Pourquoi avons-nous perdu, dans le commerce extérieur, le deuxième rang que nous tenions jadis après l’Angleterre? pourquoi nous sommes-nous laissé devancer par l’Allemagne et les États-Unis?

Il y a cette première raison à alléguer de notre déchéance : tandis que l’Allemagne se donnait un outillage commercial et industriel de premier ordre, et faisait notamment de Hambourg le splendide port que tant de descriptions nous ont appris à connaître, nous avons dispersé notre effort sur tous les ports de France à la fois, petits ou grands, sous l’empire des préoccupations électorales, pour ne point favoriser une circonscription au détriment d’une autre.

Avec les dépenses faites pour tous les ports, on aurait pu doter les quatre plus importans d’un outillage leur permettant la lutte avec Anvers et Hambourg.

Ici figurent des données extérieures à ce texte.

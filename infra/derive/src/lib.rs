#![allow(unreachable_pub)]
#![allow(clippy::needless_pass_by_value)]

//! # Macros
//!
//! Procedural macros shared by the dashboard crates.
//!
//! * [`agrisk_error`] turns an enum into a `thiserror` error with context support.
//! * [`feature_slice`] wraps a feature's state into a cheap, shareable slice handle.
//! * [`api_model`] and [`api_handler`] keep DTOs and handlers consistent with `OpenAPI`.
//! * [`main`] bootstraps the Tokio runtime profile (re-exported by `agrisk-runtime`).
//!
//! Examples are `ignore`d because they need the consuming crates to compile.

mod macros;

use proc_macro::TokenStream;
use syn::{DeriveInput, ItemFn, ItemStruct, parse_macro_input};

/// Attribute macro to bootstrap the dashboard's Tokio runtime.
///
/// Turns an `async fn main` returning a `Result` into a plain `fn main` that builds a
/// runtime from one of the `agrisk_runtime::RuntimeConfig` profiles.
///
/// # Arguments
///
/// * `single_threaded` - Current-thread scheduler (the default).
/// * `multi_threaded` - Work-stealing scheduler sized to the available parallelism.
///
/// # Examples
///
/// ```rust,ignore
/// #[agrisk_runtime::main(single_threaded)]
/// async fn main() -> anyhow::Result<()> {
///     Ok(())
/// }
/// ```
#[proc_macro_attribute]
pub fn main(args: TokenStream, item: TokenStream) -> TokenStream {
    let input = parse_macro_input!(item as ItemFn);
    macros::runtime::expand_main(args.into(), input).into()
}

/// Attribute macro for API data transfer objects.
///
/// Adds `Debug`, `Serialize` and `Deserialize` when missing, derives `utoipa::ToSchema`
/// when the consuming crate's `server` feature is enabled, and applies
/// `#[serde(rename_all = "camelCase", deny_unknown_fields)]`.
///
/// # Arguments
///
/// * `rename_all = "..."` - Overrides the camelCase policy.
/// * `deny_unknown_fields = false` - Accepts unknown fields.
///
/// # Example
///
/// ```rust,ignore
/// #[agrisk_derive::api_model]
/// pub struct WardSummary {
///     pub name: String,
///     pub avg_yield: f64,
/// }
/// ```
#[proc_macro_attribute]
pub fn api_model(attr: TokenStream, item: TokenStream) -> TokenStream {
    let input = parse_macro_input!(item as ItemStruct);
    macros::api::expand_api_model(attr.into(), input).into()
}

/// Attribute macro to bridge Axum handlers with `OpenAPI` documentation.
///
/// Accepts the `utoipa::path` arguments (`get`, `post`, `path = "..."`, `params(...)`,
/// `responses(...)`, `tag = ...`) and forwards them when the `server` feature is on.
///
/// # Example
///
/// ```rust,ignore
/// #[agrisk_derive::api_handler(
///     get,
///     path = "/api/wards",
///     responses((status = OK, body = [WardSummary])),
///     tag = WARDS_TAG,
/// )]
/// pub(crate) async fn list_wards(State(state): State<ApiState>) -> Json<Vec<WardSummary>> {
///     // ...
/// }
/// ```
#[proc_macro_attribute]
pub fn api_handler(args: TokenStream, item: TokenStream) -> TokenStream {
    let input = parse_macro_input!(item as ItemFn);
    macros::api::expand_api_handler(args.into(), input).into()
}

/// Declares a domain error enum.
///
/// * Derives `Debug` and `thiserror::Error` unless already present.
/// * Generates a `<Name>Ext` trait adding `.context(...)` to `Result<T, Name>` and to
///   `Result<T, Source>` for every variant carrying a `source` field.
/// * Generates `From<Source>` for those variants.
/// * Generates `From<&'static str>` and `From<String>` when an `Internal` variant exists.
/// * Generates a private `format_context` helper for use in `#[error(...)]` strings.
///
/// Variants must use named fields. Variants with a source must also carry
/// `context: Option<Cow<'static, str>>`.
///
/// # Example
///
/// ```rust,ignore
/// use std::borrow::Cow;
///
/// #[agrisk_derive::agrisk_error]
/// pub enum ArtifactError {
///     #[error("Artifact I/O error{}: {source}", format_context(.context))]
///     Io { source: std::io::Error, context: Option<Cow<'static, str>> },
///
///     #[error("Internal error{}: {message}", format_context(.context))]
///     Internal { message: Cow<'static, str>, context: Option<Cow<'static, str>> },
/// }
///
/// fn read(path: &std::path::Path) -> Result<Vec<u8>, ArtifactError> {
///     std::fs::read(path).context("Reading model artifact")
/// }
/// ```
#[proc_macro_attribute]
pub fn agrisk_error(_args: TokenStream, item: TokenStream) -> TokenStream {
    let input = parse_macro_input!(item as DeriveInput);
    macros::error::expand_derive(input).into()
}

/// Declares a feature slice handle.
///
/// The annotated struct becomes `<Name>Inner`; `<Name>` is generated as an `Arc`
/// wrapper that derefs to the inner state and implements
/// `agrisk_kernel::domain::registry::FeatureSlice`.
///
/// # Example
///
/// ```rust,ignore
/// #[agrisk_derive::feature_slice]
/// pub struct Wards {
///     pub registry: Arc<WardRegistry>,
/// }
///
/// let slice = Wards::new(WardsInner { registry });
/// ```
#[proc_macro_attribute]
pub fn feature_slice(_attr: TokenStream, item: TokenStream) -> TokenStream {
    let input = parse_macro_input!(item as ItemStruct);
    macros::slice::expand_slice(input).into()
}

Et, ces dépenses, il faut voir avec quelle intelligence elles ont été appliquées ! On a déjà jeté 20 millions dans le Pas de Calais, à un kilomètre du casino de Boulogne-sur-Mer, pour construire un port en eau profonde. Les commencemens de jetées sont là, en effet, et la mer les ronge chaque année ; il n’y a plus d’argent pour continuer; les 20 millions sont entièrement perdus. Voilà le triomphe de la politique électorale sur la politique nationale.

Quant au projet d’amélioration du Havre et de la basse Seine, il fait la navette depuis des années entre la Chambre et le Sénat ; pendant ce temps le sable progresse, et la question se pose si les paquebots transatlantiques pourront encore dans un certain délai, qui paraît peu éloigné, pénétrer dans le port du Havre?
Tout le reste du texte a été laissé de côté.